Secondo la ricostruzione della commissione ministeriale, l’Azienda avviò un’indagine già nell’ottobre 2019, che portò all’individuazione di un caso del novembre 2018. Poco dopo, dal 27 novembre 2019, il Servizio di Igiene «attenziona con procedura di osservazione diretta la Tin (terapia intensiva neonatale) per la verifica dei comportamenti del personale e l’applicazione dei protocolli per il controllo delle infezioni e sottolinea nei primi verbali l’assenza di bimbi isolati».

Nella relazione si rileva però che il Comitato infezioni ospedaliere durante le otto riunioni fra 2018 e 2019 non abbia mai trattato il tema Citrobacter Koseri.

«Solo a seguito della segnalazione degli organi di stampa e della richiesta dell’Azienda Zero» del 6 dicembre 2019, riguardo la neonata trasferita al Gaslini di Genova, l’Azienda ospedaliera «istituì una commissione multidisciplinare interna, che si aggiunge agli organismi preposti al controllo delle infezioni già esistenti» continua la relazione. Tale commissione analizzò solo quel caso, concludendo con una «possibile trasmissione verticale madre-feto» si legge «senza dare evidenza» al caso dell’ottobre 2019.

«Tuttavia dal 14 gennaio 2020 la commissione multidisciplinare, a seguito del riscontro di altri tre casi, indica ulteriori interventi per prevenire la disseminazione del batterio.

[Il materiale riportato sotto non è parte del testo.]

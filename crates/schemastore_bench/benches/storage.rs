//! Typed storage benchmarks.

use criterion::{black_box, criterion_group, criterion_main, BatchSize, Criterion};
use schemastore_bench::{generate_indexed_players, generate_players};
use schemastore_core::Storage;
use schemastore_testkit::{Counter, IndexedPlayer, Player};

fn bench_put(c: &mut Criterion) {
    let mut group = c.benchmark_group("put");

    group.bench_function("plain", |b| {
        let storage = Storage::in_memory();
        let players = generate_players(1_000);
        let mut i = 0;
        b.iter(|| {
            let (key, player) = &players[i % players.len()];
            i += 1;
            storage.put(key, black_box(player)).unwrap();
        });
    });

    group.bench_function("indexed", |b| {
        let storage = Storage::in_memory();
        let players = generate_indexed_players(1_000, 50);
        let mut i = 0;
        b.iter(|| {
            let player = &players[i % players.len()];
            i += 1;
            storage.put(&player.uid, black_box(player)).unwrap();
        });
    });

    group.finish();
}

fn bench_find(c: &mut Criterion) {
    let storage = Storage::in_memory();
    let players = generate_players(1_000);
    for (key, player) in &players {
        storage.put(key, player).unwrap();
    }
    let mut i = 0;

    c.bench_function("find", |b| {
        b.iter(|| {
            let (key, _) = &players[i % players.len()];
            i += 1;
            black_box(storage.find::<Player>(black_box(key)).unwrap());
        });
    });
}

fn bench_get_by_index(c: &mut Criterion) {
    let storage = Storage::in_memory();
    for player in generate_indexed_players(5_000, 50) {
        storage.put(&player.uid.clone(), &player).unwrap();
    }

    c.bench_function("get_by_index", |b| {
        b.iter(|| {
            black_box(
                storage
                    .get_by_index::<IndexedPlayer>("name", black_box(&"name-7"))
                    .unwrap(),
            );
        });
    });
}

fn bench_pagination(c: &mut Criterion) {
    let storage = Storage::in_memory();
    for (key, player) in generate_players(5_000) {
        storage.put(&key, &player).unwrap();
    }

    c.bench_function("next_page_100", |b| {
        b.iter_batched(
            || None::<String>,
            |mut cursor| loop {
                let page = storage.next::<Player>("player/", cursor.as_deref(), 100).unwrap();
                match page.last_key {
                    Some(key) => cursor = Some(key),
                    None => break black_box(page.items.len()),
                }
            },
            BatchSize::SmallInput,
        );
    });
}

fn bench_update(c: &mut Criterion) {
    let storage = Storage::in_memory();

    c.bench_function("update_counter", |b| {
        b.iter(|| {
            black_box(
                storage
                    .update::<Counter, _>("hits", |current| Counter {
                        value: current.map_or(0, |c| c.value) + 1,
                    })
                    .unwrap(),
            );
        });
    });
}

criterion_group!(
    benches,
    bench_put,
    bench_find,
    bench_get_by_index,
    bench_pagination,
    bench_update,
);

criterion_main!(benches);
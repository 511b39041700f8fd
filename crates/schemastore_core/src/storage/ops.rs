//! Typed operations shared by [`Storage`](super::Storage) and
//! [`StorageTxn`](super::StorageTxn).

use super::iter::SchemaIter;
use super::Page;
use crate::backend::{KvRead, KvWrite, RawIterator, Transaction};
use crate::error::{CoreError, CoreResult};
use crate::registry::{CompiledSchema, SchemaRegistry};
use crate::schema::{Index, Schema};
use schemastore_codec::{decode_envelope, encode_envelope, SEPARATOR};
use std::sync::Arc;
use tracing::warn;

/// Registry access for a typed operation.
#[derive(Clone, Copy)]
pub(crate) struct Context<'a> {
    pub(crate) registry: &'a SchemaRegistry,
    pub(crate) auto_register: bool,
}

impl Context<'_> {
    pub(crate) fn schema<T: Schema>(&self) -> CoreResult<Arc<CompiledSchema<T>>> {
        self.registry.resolve::<T>(self.auto_register)
    }
}

pub(crate) fn encode<T: Schema>(schema: &CompiledSchema<T>, value: &T) -> CoreResult<Vec<u8>> {
    Ok(encode_envelope(schema.version(), value)?)
}

pub(crate) fn decode<T: Schema>(schema: &CompiledSchema<T>, bytes: &[u8]) -> CoreResult<T> {
    Ok(decode_envelope(bytes, &schema.chain)?)
}

/// Index values are embedded in index keys, so they may not contain the
/// separator. Logical keys may: the value always ends at the first `:`
/// after the index prefix.
fn check_index_value<T: Schema>(index: &str, value: &str) -> CoreResult<()> {
    if value.contains(SEPARATOR) {
        return Err(CoreError::InvalidIndexValue {
            schema: T::NAME.to_string(),
            index: index.to_string(),
            value: value.to_string(),
        });
    }
    Ok(())
}

fn index_value<T: Schema>(index: &Index<T>, record: &T) -> CoreResult<String> {
    let value = index.value(record);
    check_index_value::<T>(index.name(), &value)?;
    Ok(value)
}

fn decode_opt<T: Schema>(schema: &CompiledSchema<T>, bytes: Option<Vec<u8>>) -> CoreResult<Option<T>> {
    bytes.map(|b| decode(schema, &b)).transpose()
}

pub(crate) fn find<T: Schema, R: KvRead>(cx: Context<'_>, kv: &R, key: &str) -> CoreResult<Option<T>> {
    let wrap = |e: CoreError| CoreError::record("find", T::NAME, key, e);
    let schema = cx.schema::<T>()?;
    let bytes = kv.get(&schema.keys().data_key(key)).map_err(wrap)?;
    decode_opt(&schema, bytes).map_err(wrap)
}

pub(crate) fn get<T: Schema, R: KvRead>(cx: Context<'_>, kv: &R, key: &str) -> CoreResult<T> {
    find(cx, kv, key)?.ok_or_else(|| CoreError::not_found(T::NAME, key))
}

pub(crate) fn find_for_update<T: Schema, X: Transaction>(
    cx: Context<'_>,
    txn: &X,
    key: &str,
) -> CoreResult<Option<T>> {
    let wrap = |e: CoreError| CoreError::record("get_for_update", T::NAME, key, e);
    let schema = cx.schema::<T>()?;
    let bytes = txn.get_for_update(&schema.keys().data_key(key)).map_err(wrap)?;
    decode_opt(&schema, bytes).map_err(wrap)
}

pub(crate) fn multi_get<T: Schema, R: KvRead, K: AsRef<str>>(
    cx: Context<'_>,
    kv: &R,
    keys: &[K],
) -> CoreResult<Vec<Option<T>>> {
    let schema = cx.schema::<T>()?;
    let codec = schema.keys();
    let data_keys: Vec<String> = keys.iter().map(|k| codec.data_key(k.as_ref())).collect();
    let values = kv.multi_get(&data_keys)?;

    keys.iter()
        .zip(values)
        .map(|(key, bytes)| {
            decode_opt(&schema, bytes)
                .map_err(|e| CoreError::record("multi_get", T::NAME, key.as_ref(), e))
        })
        .collect()
}

/// Writes a record of a schema without indexes.
pub(crate) fn put_plain<T: Schema, W: KvWrite>(
    schema: &CompiledSchema<T>,
    kv: &W,
    key: &str,
    value: &T,
) -> CoreResult<()> {
    let wrap = |e: CoreError| CoreError::record("put", T::NAME, key, e);
    let bytes = encode(schema, value).map_err(wrap)?;
    kv.put(&schema.keys().data_key(key), &bytes).map_err(wrap)
}

/// Writes a record and brings its index entries up to date.
pub(crate) fn put_in_txn<T: Schema, X: Transaction>(
    cx: Context<'_>,
    txn: &X,
    key: &str,
    value: &T,
) -> CoreResult<()> {
    let schema = cx.schema::<T>()?;
    if !schema.is_indexed() {
        return put_plain(&schema, txn, key, value);
    }

    let wrap = |e: CoreError| CoreError::record("put", T::NAME, key, e);
    let codec = schema.keys();
    let data_key = codec.data_key(key);
    let bytes = encode(&schema, value).map_err(wrap)?;
    let fresh_values = schema
        .indexes
        .iter()
        .map(|index| index_value(index, value))
        .collect::<CoreResult<Vec<_>>>()
        .map_err(wrap)?;
    let prior = decode_opt(&schema, txn.get_for_update(&data_key).map_err(wrap)?).map_err(wrap)?;

    for (index, fresh) in schema.indexes.iter().zip(fresh_values) {
        if let Some(old) = prior.as_ref().map(|old| index.value(old)) {
            if old != fresh {
                txn.remove(&codec.index_key(index.name(), &old, key)).map_err(wrap)?;
            }
        }
        txn.put(&codec.index_key(index.name(), &fresh, key), data_key.as_bytes())
            .map_err(wrap)?;
    }

    txn.put(&data_key, &bytes).map_err(wrap)
}

/// Removes a record of a schema without indexes. Returns `false` if absent.
pub(crate) fn remove_plain<T: Schema, K: KvRead + KvWrite>(
    schema: &CompiledSchema<T>,
    kv: &K,
    key: &str,
) -> CoreResult<bool> {
    let wrap = |e: CoreError| CoreError::record("remove", T::NAME, key, e);
    let data_key = schema.keys().data_key(key);
    if kv.get(&data_key).map_err(wrap)?.is_none() {
        return Ok(false);
    }
    kv.remove(&data_key).map_err(wrap)?;
    Ok(true)
}

/// Removes a record and every index entry derived from it.
pub(crate) fn remove_in_txn<T: Schema, X: Transaction>(
    cx: Context<'_>,
    txn: &X,
    key: &str,
) -> CoreResult<bool> {
    let schema = cx.schema::<T>()?;
    if !schema.is_indexed() {
        return remove_plain(&schema, txn, key);
    }

    let wrap = |e: CoreError| CoreError::record("remove", T::NAME, key, e);
    let codec = schema.keys();
    let data_key = codec.data_key(key);
    let Some(old) = decode_opt(&schema, txn.get_for_update(&data_key).map_err(wrap)?).map_err(wrap)? else {
        return Ok(false);
    };

    for index in &schema.indexes {
        txn.remove(&codec.index_key(index.name(), &index.value(&old), key))
            .map_err(wrap)?;
    }
    txn.remove(&data_key).map_err(wrap)?;
    Ok(true)
}

/// Logical keys of every row under `prefix`.
pub(crate) fn logical_keys<T: Schema, R: KvRead>(
    schema: &CompiledSchema<T>,
    kv: &R,
    prefix: &str,
) -> CoreResult<Vec<String>> {
    let codec = schema.keys();
    let mut iter = kv.seek(&codec.data_key(prefix), None)?;
    let mut keys = Vec::new();
    while iter.next() {
        let data_key = iter.key_str()?;
        if let Some(key) = codec.strip_data_key(data_key) {
            keys.push(key.to_string());
        }
    }
    Ok(keys)
}

pub(crate) fn remove_by_prefix_plain<T: Schema, K: KvRead + KvWrite>(
    schema: &CompiledSchema<T>,
    kv: &K,
    prefix: &str,
) -> CoreResult<usize> {
    let codec = schema.keys();
    let keys = logical_keys(schema, kv, prefix)?;
    for key in &keys {
        kv.remove(&codec.data_key(key))
            .map_err(|e| CoreError::record("remove_by_prefix", T::NAME, key.as_str(), e))?;
    }
    Ok(keys.len())
}

pub(crate) fn remove_by_prefix_in_txn<T: Schema, X: Transaction>(
    cx: Context<'_>,
    txn: &X,
    prefix: &str,
) -> CoreResult<usize> {
    let schema = cx.schema::<T>()?;
    if !schema.is_indexed() {
        return remove_by_prefix_plain(&schema, txn, prefix);
    }

    let mut removed = 0;
    for key in logical_keys(&schema, txn, prefix)? {
        if remove_in_txn::<T, X>(cx, txn, &key)? {
            removed += 1;
        }
    }
    Ok(removed)
}

pub(crate) fn seek<T: Schema, R: KvRead>(
    cx: Context<'_>,
    kv: &R,
    prefix: &str,
    lower_bound: Option<&str>,
) -> CoreResult<SchemaIter<T, R::Iter>> {
    let schema = cx.schema::<T>()?;
    let codec = schema.keys();
    let bound = lower_bound.map(|b| codec.data_key(b));
    let raw = kv.seek(&codec.data_key(prefix), bound.as_deref())?;
    Ok(SchemaIter::new(raw, schema))
}

pub(crate) fn seek_all<T: Schema, R: KvRead>(
    cx: Context<'_>,
    kv: &R,
    prefix: &str,
    max: usize,
) -> CoreResult<Vec<T>> {
    let iter = seek::<T, R>(cx, kv, prefix, None)?;
    let limit = if max == 0 { usize::MAX } else { max };
    iter.take(limit).map(|item| item.map(|(_, value)| value)).collect()
}

pub(crate) fn next<T: Schema, R: KvRead>(
    cx: Context<'_>,
    kv: &R,
    prefix: &str,
    start: Option<&str>,
    max: usize,
) -> CoreResult<Page<T>> {
    let iter = seek::<T, R>(cx, kv, prefix, start)?;

    let mut items = Vec::new();
    let mut last_key = None;
    for item in iter {
        let (key, value) = item?;
        if start == Some(key.as_str()) {
            continue;
        }
        items.push(value);
        last_key = Some(key);
        if max != 0 && items.len() == max {
            break;
        }
    }

    let full = max != 0 && items.len() == max;
    Ok(Page {
        items,
        last_key: if full { last_key } else { None },
    })
}

pub(crate) fn get_by_index<T: Schema, R: KvRead>(
    cx: Context<'_>,
    kv: &R,
    index: &str,
    value: &str,
) -> CoreResult<Vec<T>> {
    let schema = cx.schema::<T>()?;
    let descriptor = schema.index(index)?;
    check_index_value::<T>(index, value)?;
    let codec = schema.keys();

    let mut entries = Vec::new();
    let mut iter = kv.seek(&codec.index_value_prefix(index, value), None)?;
    while iter.next() {
        entries.push((iter.key_str()?.to_string(), iter.value_raw()?.to_string()));
    }

    let data_keys: Vec<String> = entries.iter().map(|(_, data_key)| data_key.clone()).collect();
    let rows = kv.multi_get(&data_keys)?;

    let mut records = Vec::with_capacity(rows.len());
    for ((index_key, data_key), row) in entries.into_iter().zip(rows) {
        let key = codec.strip_data_key(&data_key).unwrap_or(&data_key);
        let bytes = match row {
            Some(bytes) => bytes,
            None => {
                // Writers change an entry and its row in one commit, so one
                // multi_get over both tells a concurrent write from a
                // dangling entry.
                let mut pair = kv.multi_get(&[index_key.clone(), data_key.clone()])?.into_iter();
                match (pair.next().flatten(), pair.next().flatten()) {
                    (None, _) => continue,
                    (Some(_), Some(bytes)) => bytes,
                    (Some(_), None) => {
                        warn!(schema = T::NAME, index, %index_key, %data_key, "index entry refers to a missing record");
                        return Err(CoreError::IndexInconsistency {
                            schema: T::NAME.to_string(),
                            index: index.to_string(),
                            index_key,
                            data_key,
                        });
                    }
                }
            }
        };
        let record = decode(&schema, &bytes)
            .map_err(|e| CoreError::record("get_by_index", T::NAME, key, e))?;
        if descriptor.value(&record) == value {
            records.push(record);
        }
    }
    Ok(records)
}

/// Drops every index entry of `T` and re-derives entries from live rows.
pub(crate) fn rebuild_indexes<T: Schema, X: Transaction>(cx: Context<'_>, txn: &X) -> CoreResult<usize> {
    let schema = cx.schema::<T>()?;
    let codec = schema.keys();

    let mut stale = Vec::new();
    let mut iter = txn.seek(&codec.index_root(), None)?;
    while iter.next() {
        stale.push(iter.key_str()?.to_string());
    }
    for index_key in &stale {
        txn.remove(index_key)?;
    }

    let mut rows = 0;
    for item in SchemaIter::<T, X::Iter>::new(txn.seek(&codec.data_prefix(), None)?, Arc::clone(&schema)) {
        let (key, record) = item?;
        let data_key = codec.data_key(&key);
        for index in &schema.indexes {
            let value = index_value(index, &record)
                .map_err(|e| CoreError::record("rebuild_indexes", T::NAME, key.as_str(), e))?;
            txn.put(&codec.index_key(index.name(), &value, &key), data_key.as_bytes())?;
        }
        rows += 1;
    }
    Ok(rows)
}
//! Error types for engine operations.

use std::io;
use thiserror::Error;

/// Result type for engine operations.
pub type EngineResult<T> = Result<T, EngineError>;

/// Errors that can occur inside the engine.
///
/// An optimistic commit conflict is not an error: `commit` reports it as
/// `Ok(false)`.
#[derive(Debug, Error)]
pub enum EngineError {
    /// An I/O error occurred.
    #[error("I/O error: {0}")]
    Io(#[from] io::Error),

    /// The commit log is corrupted.
    #[error("commit log corrupted at offset {offset}: {message}")]
    Corrupted {
        /// Byte offset of the damaged record.
        offset: u64,
        /// Description of the corruption.
        message: String,
    },

    /// Another process holds the database directory lock.
    #[error("database locked: another process has exclusive access")]
    Locked,

    /// The database directory does not exist and creation was disabled.
    #[error("database does not exist: {path}")]
    NotFound {
        /// The missing path.
        path: String,
    },

    /// The database exists and `error_if_exists` was set.
    #[error("database already exists: {path}")]
    AlreadyExists {
        /// The existing path.
        path: String,
    },

    /// The engine has been closed.
    #[error("engine is closed")]
    Closed,

    /// Operation not permitted in the current state.
    #[error("invalid operation: {message}")]
    InvalidOperation {
        /// Why the operation is invalid.
        message: String,
    },
}

impl EngineError {
    /// Creates a corruption error.
    pub fn corrupted(offset: u64, message: impl Into<String>) -> Self {
        Self::Corrupted {
            offset,
            message: message.into(),
        }
    }

    /// Creates an invalid operation error.
    pub fn invalid_operation(message: impl Into<String>) -> Self {
        Self::InvalidOperation {
            message: message.into(),
        }
    }
}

Dalla valutazione dei verbali del servizio d’igiene si evince che nell’incontro del 4 febbraio 2020 per la prima volta viene posto all’ordine del giorno “analisi del fatto per Citrobacter”».

Questo punto viene criticato da Cobello che riporta l’oggetto di una riunione della commissione multidisciplinare del 14 gennaio 2020: «analisi dei casi colonizzati da Citrobacter Koseri in TIN/TIP».

Esplosa l’emergenza Covid-19, a giugno 2020 il direttore generale Cobello istituisce una commissione esterna, mentre Azienda Zero istituisce una commissione ispettiva regionale. La relazione ministeriale afferma poi che Cobello dovesse essere informato almeno dal 6 dicembre 2019 di una infezione da Citrobacter, mentre lo stesso ha più volte detto di essere a conoscenza del problema solo dal mese di maggio 2020.

Su questo replica Cobello «che il Direttore Generale non è un sanitario (né è tenuto ad esserlo) e non ha competenze in ambito medico (né è tenuto ad averne), tant’è vero che, nei suoi compiti di gestione complessiva dell’Azienda ospedaliera, è coadiuvato, nei rispettivi ambiti di competenza, dal Direttore Amministrativo e dal Direttore Sanitario».

Cobello afferma che, non avendo competenze di tipo medico, non era in grado di distinguere un caso isolato da un evento epidemico. «Sostenere che la conoscenza “della presenza di almeno un caso” equivalga alla conoscenza di tutti i casi significherebbe attribuire alla figura del direttore generale, e della stessa Azienda Zero, inopinate capacità predittive».

Il documento del Ministero della Salute parla inoltre mancate comunicazioni ad Azienda Zero di segnali di rischio.

Interpellato sul tema, alcuni giorni fa, il presidente della Regione Veneto Luca Zaia aveva affermato come la relazione ministeriale non aggiungesse alcuna novità rispetto a quella della commissione regionale.

I genitori dei neonati deceduti e di quelli colpiti dal batterio, da mesi, chiedono risposte e alcuni, da mesi, chiedono le dimissioni di Cobello.